Fast way to save/load giant Python dictionaries (~50GB)?


I have a bunch of data I need to store in memory as a python dictionary for O(1) fast lookups (millions of key,value pairs). I've been using the json library, which saved the data to a 50GB json file and takes 45min to load every time I start my program. There's gotta be a faster way...

The keys are Int64s (e.g. 1101101000011011011010000110010101011101000101010101011101000101). The bits are meaningful, so I can't use different keys.

The values are lists of 3 Float32 lists (e.g. [[-34.83263, 46.90836, 66.2], [14.23263, -76.90836, 310.4], ... ]). The outer lists are of variable length. The inner lists always have 3 floats.

It doesn't need to be saved as human-readable, so I've looked into using pickle instead. Is pickle going to be best for this or is there something more efficient? Are there better ways to store this much data and load it quickly into a python dictionary when I run my program?


Solution

  • The simplest solution is probably to switch to a key-value database instead of loading the entire dictionary on every start. Python provides those in the dbm module. Using shelve would be even easier but I find the pickle overhead significant in this use case.

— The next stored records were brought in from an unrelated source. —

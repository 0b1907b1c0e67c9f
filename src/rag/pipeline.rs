//! Answer pipeline.
//!
//! [`AnswerPipeline`] composes the question-answering stages explicitly:
//! embed the question, search the session's collection, format the
//! context block, render the grounding prompt, and generate. Each stage
//! has a typed input and output so failures are attributable to a stage.

use std::sync::Arc;
use std::time::Instant;

use tracing::info;

use crate::db::VectorStore;
use crate::llm::LLMClient;
use crate::rag::embeddings::EmbeddingProvider;
use crate::rag::prompt;
use crate::types::{Result, SearchResult};

/// A generated answer together with the passages it was grounded in.
#[derive(Debug)]
pub struct GroundedAnswer {
    pub answer: String,
    /// Identity of the model that generated the answer.
    pub model: String,
    /// Retrieved passages in ranked order.
    pub sources: Vec<SearchResult>,
}

/// The question-answering pipeline over one session collection.
///
/// Stateless across questions: every call embeds, retrieves, and
/// generates from scratch against the Ready session index.
pub struct AnswerPipeline {
    embedder: Arc<dyn EmbeddingProvider>,
    store: Arc<dyn VectorStore>,
    llm: Box<dyn LLMClient>,
    top_k: usize,
}

impl AnswerPipeline {
    pub fn new(
        embedder: Arc<dyn EmbeddingProvider>,
        store: Arc<dyn VectorStore>,
        llm: Box<dyn LLMClient>,
        top_k: usize,
    ) -> Self {
        Self {
            embedder,
            store,
            llm,
            top_k,
        }
    }

    /// Retrieve the top-k most similar passages for a question.
    pub async fn retrieve(&self, collection: &str, question: &str) -> Result<Vec<SearchResult>> {
        let query_embedding = self.embedder.embed(question).await?;
        self.store
            .search(collection, &query_embedding, self.top_k)
            .await
    }

    /// Answer a question from the collection's documents only.
    pub async fn answer(&self, collection: &str, question: &str) -> Result<GroundedAnswer> {
        let start = Instant::now();

        let sources = self.retrieve(collection, question).await?;
        let context = prompt::format_context(&sources);
        let rendered = prompt::build_prompt(&context, question);
        let answer = self.llm.generate(&rendered).await?;

        info!(
            collection,
            retrieved = sources.len(),
            model = self.llm.model_name(),
            duration_ms = start.elapsed().as_millis() as u64,
            "question answered"
        );

        Ok(GroundedAnswer {
            answer,
            model: self.llm.model_name().to_string(),
            sources,
        })
    }
}
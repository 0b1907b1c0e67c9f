//! LLM client abstractions and provider management.

use crate::types::{AppError, Result};
use crate::utils::config::Config;
use async_trait::async_trait;

/// Generic LLM client trait for provider abstraction.
///
/// All chat providers implement this trait, allowing for easy swapping
/// between providers without changing application code. Generation is a
/// single blocking call; the caller gets the full completion text.
#[async_trait]
pub trait LLMClient: Send + Sync {
    /// Generate a completion from a prompt.
    async fn generate(&self, prompt: &str) -> Result<String>;

    /// Generate with a system prompt ahead of the user prompt.
    async fn generate_with_system(&self, system: &str, prompt: &str) -> Result<String>;

    /// Get the model name/identifier.
    fn model_name(&self) -> &str;
}

/// Provider enum for runtime selection.
///
/// | Provider | Notes |
/// |----------|-------|
/// | Ollama | Recommended for local inference |
/// | OpenAI | Any OpenAI-compatible endpoint |
#[derive(Debug, Clone)]
pub enum Provider {
    /// Ollama local LLM provider.
    ///
    /// # Example
    /// ```rust,ignore
    /// let provider = Provider::Ollama {
    ///     base_url: "http://localhost:11434".to_string(),
    ///     model: "llama3.2".to_string(),
    /// };
    /// ```
    #[cfg(feature = "ollama")]
    Ollama { base_url: String, model: String },

    /// OpenAI API provider (including compatible servers).
    #[cfg(feature = "openai")]
    OpenAI {
        api_key: String,
        api_base: String,
        model: String,
    },
}

impl Provider {
    /// Build the provider selected by the configuration.
    ///
    /// # Errors
    ///
    /// Returns [`AppError::Configuration`] when the configured provider is
    /// unknown, compiled out, or missing required settings.
    pub fn from_config(config: &Config) -> Result<Self> {
        match config.llm.provider.as_str() {
            #[cfg(feature = "ollama")]
            "ollama" => Ok(Provider::Ollama {
                base_url: config.llm.ollama_url.clone(),
                model: config.llm.model.clone(),
            }),

            #[cfg(feature = "openai")]
            "openai" => {
                let api_key = config.llm.openai_api_key.clone().ok_or_else(|| {
                    AppError::Configuration("LLM_PROVIDER=openai requires OPENAI_API_KEY".into())
                })?;
                Ok(Provider::OpenAI {
                    api_key,
                    api_base: config.llm.openai_api_base.clone(),
                    model: config.llm.openai_model.clone(),
                })
            }

            other => Err(AppError::Configuration(format!(
                "LLM provider '{}' is not available in this build",
                other
            ))),
        }
    }

    /// Create a client instance for this provider.
    pub async fn create_client(&self) -> Result<Box<dyn LLMClient>> {
        match self {
            #[cfg(feature = "ollama")]
            Provider::Ollama { base_url, model } => Ok(Box::new(
                super::ollama::OllamaClient::new(base_url.clone(), model.clone()),
            )),

            #[cfg(feature = "openai")]
            Provider::OpenAI {
                api_key,
                api_base,
                model,
            } => Ok(Box::new(super::openai::OpenAIClient::new(
                api_key.clone(),
                api_base.clone(),
                model.clone(),
            ))),
        }
    }

    /// Get a human-readable name for this provider.
    pub fn name(&self) -> &'static str {
        match self {
            #[cfg(feature = "ollama")]
            Provider::Ollama { .. } => "Ollama",
            #[cfg(feature = "openai")]
            Provider::OpenAI { .. } => "OpenAI",
        }
    }

    /// The model identity this provider will run.
    pub fn model(&self) -> &str {
        match self {
            #[cfg(feature = "ollama")]
            Provider::Ollama { model, .. } => model,
            #[cfg(feature = "openai")]
            Provider::OpenAI { model, .. } => model,
        }
    }
}

/// Factory abstraction so request handlers (and tests) can obtain clients
/// without knowing the concrete provider.
#[async_trait]
pub trait LLMClientFactoryTrait: Send + Sync {
    /// Create a client using the factory's default provider.
    async fn create_default(&self) -> Result<Box<dyn LLMClient>>;
}

/// Configuration-based client factory.
///
/// # Example
///
/// ```rust,ignore
/// use lara::llm::{LLMClientFactory, Provider};
///
/// let factory = LLMClientFactory::new(Provider::Ollama {
///     base_url: "http://localhost:11434".to_string(),
///     model: "llama3.2".to_string(),
/// });
/// let client = factory.create_default().await?;
/// ```
pub struct LLMClientFactory {
    default_provider: Provider,
}

impl LLMClientFactory {
    /// Create a new factory with the specified default provider.
    pub fn new(default_provider: Provider) -> Self {
        Self { default_provider }
    }

    /// Get a reference to the default provider.
    pub fn default_provider(&self) -> &Provider {
        &self.default_provider
    }
}

#[async_trait]
impl LLMClientFactoryTrait for LLMClientFactory {
    async fn create_default(&self) -> Result<Box<dyn LLMClient>> {
        self.default_provider.create_client().await
    }
}

#[cfg(test)]
mod tests {
    use super::*;

    #[cfg(feature = "ollama")]
    #[test]
    fn provider_name_and_model() {
        let ollama = Provider::Ollama {
            base_url: "http://localhost:11434".to_string(),
            model: "llama3.2".to_string(),
        };
        assert_eq!(ollama.name(), "Ollama");
        assert_eq!(ollama.model(), "llama3.2");
    }

    #[cfg(feature = "ollama")]
    #[test]
    fn factory_exposes_default_provider() {
        let provider = Provider::Ollama {
            base_url: "http://localhost:11434".to_string(),
            model: "llama3.2".to_string(),
        };

        let factory = LLMClientFactory::new(provider);
        assert_eq!(factory.default_provider().name(), "Ollama");
    }

    #[cfg(feature = "ollama")]
    #[tokio::test]
    async fn from_config_rejects_unknown_provider() {
        let mut config = Config::from_env().unwrap();
        config.llm.provider = "palm".to_string();

        let result = Provider::from_config(&config);
        let err = match result {
            Ok(_) => panic!("expected error"),
            Err(e) => e.to_string(),
        };
        assert!(err.contains("palm"));
    }
}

    dbm uses str or bytes strings for keys and bytes for values. We have to adapt for it. The key is simple enough: We convert with hex(key). str(key) would also work but the higher information density is preferable.

    For the value, using lists of lists is very wasteful. Numpy arrays are faster and can be converted to and from raw bytes. A more universal serialization may want to include some headers for the shape and datatype but here, since we know the format, we can keep things very simple.

    Converting for storage: value = np.asarray(value).tobytes(). Converting from storage: value = np.frombuffer(value).reshape((-1, 3))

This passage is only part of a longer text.